Problem> Give the data again exactly, stopping after the "pub fn anonymous()" line.

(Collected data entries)
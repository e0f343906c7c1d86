//! Caller identity: JWT and API-key parsing.
//!
//! Every request is resolved to a single [`AuthContext`] at the HTTP
//! boundary; downstream services never look at raw claims again.  A
//! bearer JWT yields a user context, a known API key yields a role
//! context, and the service key yields a context with `bypass` set so
//! policy enforcement is skipped.

use std::collections::HashMap;
use std::sync::Arc;

use axum::http::{HeaderMap, Request};
use axum::middleware::Next;
use axum::response::Response;
use jsonwebtoken::{decode, Algorithm, DecodingKey, Validation};
use serde::Deserialize;
use subtle::ConstantTimeEq;
use tracing::debug;

use crate::config::AuthConfig;
use crate::errors::ApiError;
use crate::AppState;

/// Role name that grants policy bypass.
pub const SERVICE_ROLE: &str = "service_role";

/// Role assumed when no credentials are presented.
pub const ANON_ROLE: &str = "anon";

/// The parsed identity of a caller.
#[derive(Debug, Clone)]
pub struct AuthContext {
    /// Subject claim, if the caller presented a user token.
    pub user_id: Option<String>,
    /// Email claim, if present.
    pub email: Option<String>,
    /// Role the caller acts as.
    pub role: String,
    /// Remaining claims, kept opaque.
    pub claims: HashMap<String, serde_json::Value>,
    /// Privileged callers skip policy enforcement.
    pub bypass: bool,
}

impl AuthContext {
    /// Context for a request with no credentials.
    pub fn anonymous() -> Self {
        Self {
            user_id: None,
            email: None,
            role: ANON_ROLE.to_string(),
            claims: HashMap::new(),
            bypass: false,
        }
    }

    /// Context for the service role.
    pub fn service() -> Self {
        Self {
            user_id: None,
            email: None,
            role: SERVICE_ROLE.to_string(),
            claims: HashMap::new(),
            bypass: true,
        }
    }

    /// Context for a named user with the `authenticated` role.
    #[cfg(test)]
    pub fn user(id: &str) -> Self {
        Self {
            user_id: Some(id.to_string()),
            email: None,
            role: "authenticated".to_string(),
            claims: HashMap::new(),
            bypass: false,
        }
    }
}

/// Claim shape accepted from bearer tokens.
#[derive(Debug, Deserialize)]
struct TokenClaims {
    sub: Option<String>,
    email: Option<String>,
    role: Option<String>,
    #[allow(dead_code)]
    exp: i64,
    #[serde(flatten)]
    rest: HashMap<String, serde_json::Value>,
}

/// Resolve request headers to an [`AuthContext`].
///
/// Precedence: bearer JWT, then `apikey` header, then anonymous.  A
/// malformed or expired JWT is rejected rather than downgraded.
pub fn authenticate(headers: &HeaderMap, config: &AuthConfig) -> Result<AuthContext, ApiError> {
    if let Some(bearer) = headers
        .get("authorization")
        .and_then(|v| v.to_str().ok())
        .and_then(|v| v.strip_prefix("Bearer "))
    {
        return parse_bearer(bearer, config);
    }

    if let Some(key) = headers.get("apikey").and_then(|v| v.to_str().ok()) {
        return parse_api_key(key, config);
    }

    Ok(AuthContext::anonymous())
}

/// Parse and verify a bearer token, accepting either a JWT or a raw API key.
fn parse_bearer(bearer: &str, config: &AuthConfig) -> Result<AuthContext, ApiError> {
    // SDK clients send the API key as a bearer token too.
    if constant_time_eq(bearer, &config.service_key) || constant_time_eq(bearer, &config.anon_key) {
        return parse_api_key(bearer, config);
    }

    let mut validation = Validation::new(Algorithm::HS256);
    validation.validate_aud = false;

    let data = decode::<TokenClaims>(
        bearer,
        &DecodingKey::from_secret(config.jwt_secret.as_bytes()),
        &validation,
    )
    .map_err(|err| {
        debug!(error = %err, "rejected bearer token");
        ApiError::AccessDenied {
            message: "invalid or expired token".to_string(),
        }
    })?;

    let role = data
        .claims
        .role
        .unwrap_or_else(|| "authenticated".to_string());
    let bypass = role == SERVICE_ROLE;

    Ok(AuthContext {
        user_id: data.claims.sub,
        email: data.claims.email,
        role,
        claims: data.claims.rest,
        bypass,
    })
}

/// Map a raw API key to its role context.
fn parse_api_key(key: &str, config: &AuthConfig) -> Result<AuthContext, ApiError> {
    if constant_time_eq(key, &config.service_key) {
        return Ok(AuthContext::service());
    }
    if constant_time_eq(key, &config.anon_key) {
        return Ok(AuthContext::anonymous());
    }
    Err(ApiError::AccessDenied {
        message: "unknown api key".to_string(),
    })
}

/// Constant-time string comparison for API keys.
fn constant_time_eq(a: &str, b: &str) -> bool {
    a.as_bytes().ct_eq(b.as_bytes()).into()
}

// -- Middleware ---------------------------------------------------------------

/// Paths that skip credential parsing entirely.
const AUTH_SKIP_PATHS: &[&str] = &[
    "/health",
    "/healthz",
    "/readyz",
    "/metrics",
    "/docs",
    "/openapi.json",
];

/// Resolve the caller's identity and stash it in request extensions.
///
/// Requests without credentials proceed anonymously; the policy layer
/// decides what an anonymous caller may touch.  Presenting bad
/// credentials is an error, not a downgrade.
pub async fn auth_middleware(
    axum::extract::State(state): axum::extract::State<Arc<AppState>>,
    mut req: Request<axum::body::Body>,
    next: Next,
) -> Result<Response, ApiError> {
    let path = req.uri().path();

    if AUTH_SKIP_PATHS.iter().any(|skip| path == *skip) {
        return Ok(next.run(req).await);
    }

    let auth = authenticate(req.headers(), &state.config.auth)?;
    req.extensions_mut().insert(auth);
    Ok(next.run(req).await)
}

// ── Tests ───────────────────────────────────────────────────────────

#[cfg(test)]
mod tests {
    use super::*;
    use axum::http::HeaderValue;
    use jsonwebtoken::{encode, EncodingKey, Header};

    fn test_config() -> AuthConfig {
        AuthConfig {
            jwt_secret: "test-secret-that-is-long-enough-0123".to_string(),
            anon_key: "anon-key".to_string(),
            service_key: "service-key".to_string(),
        }
    }

    fn mint_jwt(config: &AuthConfig, claims: serde_json::Value) -> String {
        encode(
            &Header::new(Algorithm::HS256),
            &claims,
            &EncodingKey::from_secret(config.jwt_secret.as_bytes()),
        )
        .unwrap()
    }

    fn future_exp() -> i64 {
        chrono::Utc::now().timestamp() + 3600
    }

    #[test]
    fn no_credentials_is_anonymous() {
        let headers = HeaderMap::new();
        let auth = authenticate(&headers, &test_config()).unwrap();
        assert_eq!(auth.role, ANON_ROLE);
        assert!(!auth.bypass);
        assert!(auth.user_id.is_none());
    }

    #[test]
    fn service_api_key_sets_bypass() {
        let mut headers = HeaderMap::new();
        headers.insert("apikey", HeaderValue::from_static("service-key"));
        let auth = authenticate(&headers, &test_config()).unwrap();
        assert_eq!(auth.role, SERVICE_ROLE);
        assert!(auth.bypass);
    }

    #[test]
    fn unknown_api_key_is_rejected() {
        let mut headers = HeaderMap::new();
        headers.insert("apikey", HeaderValue::from_static("nope"));
        let err = authenticate(&headers, &test_config()).unwrap_err();
        assert_eq!(err.code(), "access_denied");
    }

    #[test]
    fn bearer_jwt_yields_user_context() {
        let config = test_config();
        let token = mint_jwt(
            &config,
            serde_json::json!({
                "sub": "user-1",
                "email": "u@example.com",
                "role": "authenticated",
                "exp": future_exp(),
                "app_metadata": {"plan": "free"},
            }),
        );
        let mut headers = HeaderMap::new();
        headers.insert(
            "authorization",
            HeaderValue::from_str(&format!("Bearer {token}")).unwrap(),
        );

        let auth = authenticate(&headers, &config).unwrap();
        assert_eq!(auth.user_id.as_deref(), Some("user-1"));
        assert_eq!(auth.email.as_deref(), Some("u@example.com"));
        assert_eq!(auth.role, "authenticated");
        assert!(!auth.bypass);
        assert!(auth.claims.contains_key("app_metadata"));
    }

    #[test]
    fn service_role_jwt_sets_bypass() {
        let config = test_config();
        let token = mint_jwt(
            &config,
            serde_json::json!({"role": "service_role", "exp": future_exp()}),
        );
        let mut headers = HeaderMap::new();
        headers.insert(
            "authorization",
            HeaderValue::from_str(&format!("Bearer {token}")).unwrap(),
        );

        let auth = authenticate(&headers, &config).unwrap();
        assert!(auth.bypass);
    }

    #[test]
    fn expired_jwt_is_rejected() {
        let config = test_config();
        let token = mint_jwt(
            &config,
            serde_json::json!({"sub": "user-1", "exp": chrono::Utc::now().timestamp() - 120}),
        );
        let mut headers = HeaderMap::new();
        headers.insert(
            "authorization",
            HeaderValue::from_str(&format!("Bearer {token}")).unwrap(),
        );

        let err = authenticate(&headers, &config).unwrap_err();
        assert_eq!(err.code(), "access_denied");
    }

    #[test]
    fn tampered_jwt_is_rejected() {
        let config = test_config();
        let mut token = mint_jwt(
            &config,
            serde_json::json!({"sub": "user-1", "exp": future_exp()}),
        );
        token.push('x');
        let mut headers = HeaderMap::new();
        headers.insert(
            "authorization",
            HeaderValue::from_str(&format!("Bearer {token}")).unwrap(),
        );

        assert!(authenticate(&headers, &config).is_err());
    }

    #[test]
    fn bearer_api_key_is_accepted() {
        let mut headers = HeaderMap::new();
        headers.insert(
            "authorization",
            HeaderValue::from_static("Bearer service-key"),
        );
        let auth = authenticate(&headers, &test_config()).unwrap();
        assert!(auth.bypass);
    }
}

Solution to the exercise>
repository e0f343906c7c1d86
//! Caller identity: JWT and API-key parsing.
//!
//! Every request is resolved to a single [`AuthContext`] at the HTTP
//! boundary; downstream services never look at raw claims again.  A
//! bearer JWT yields a user context, a known API key yields a role
//! context, and the service key yields a context with `bypass` set so
//! policy enforcement is skipped.

use std::collections::HashMap;
use std::sync::Arc;

use axum::http::{HeaderMap, Request};
use axum::middleware::Next;
use axum::response::Response;
use jsonwebtoken::{decode, Algorithm, DecodingKey, Validation};
use serde::Deserialize;
use subtle::ConstantTimeEq;
use tracing::debug;

use crate::config::AuthConfig;
use crate::errors::ApiError;
use crate::AppState;

/// Role name that grants policy bypass.
pub const SERVICE_ROLE: &str = "service_role";

/// Role assumed when no credentials are presented.
pub const ANON_ROLE: &str = "anon";

/// The parsed identity of a caller.
#[derive(Debug, Clone)]
pub struct AuthContext {
    /// Subject claim, if the caller presented a user token.
    pub user_id: Option<String>,
    /// Email claim, if present.
    pub email: Option<String>,
    /// Role the caller acts as.
    pub role: String,
    /// Remaining claims, kept opaque.
    pub claims: HashMap<String, serde_json::Value>,
    /// Privileged callers skip policy enforcement.
    pub bypass: bool,
}

impl AuthContext {
    /// Context for a request with no credentials.
    pub fn anonymous() -> Self {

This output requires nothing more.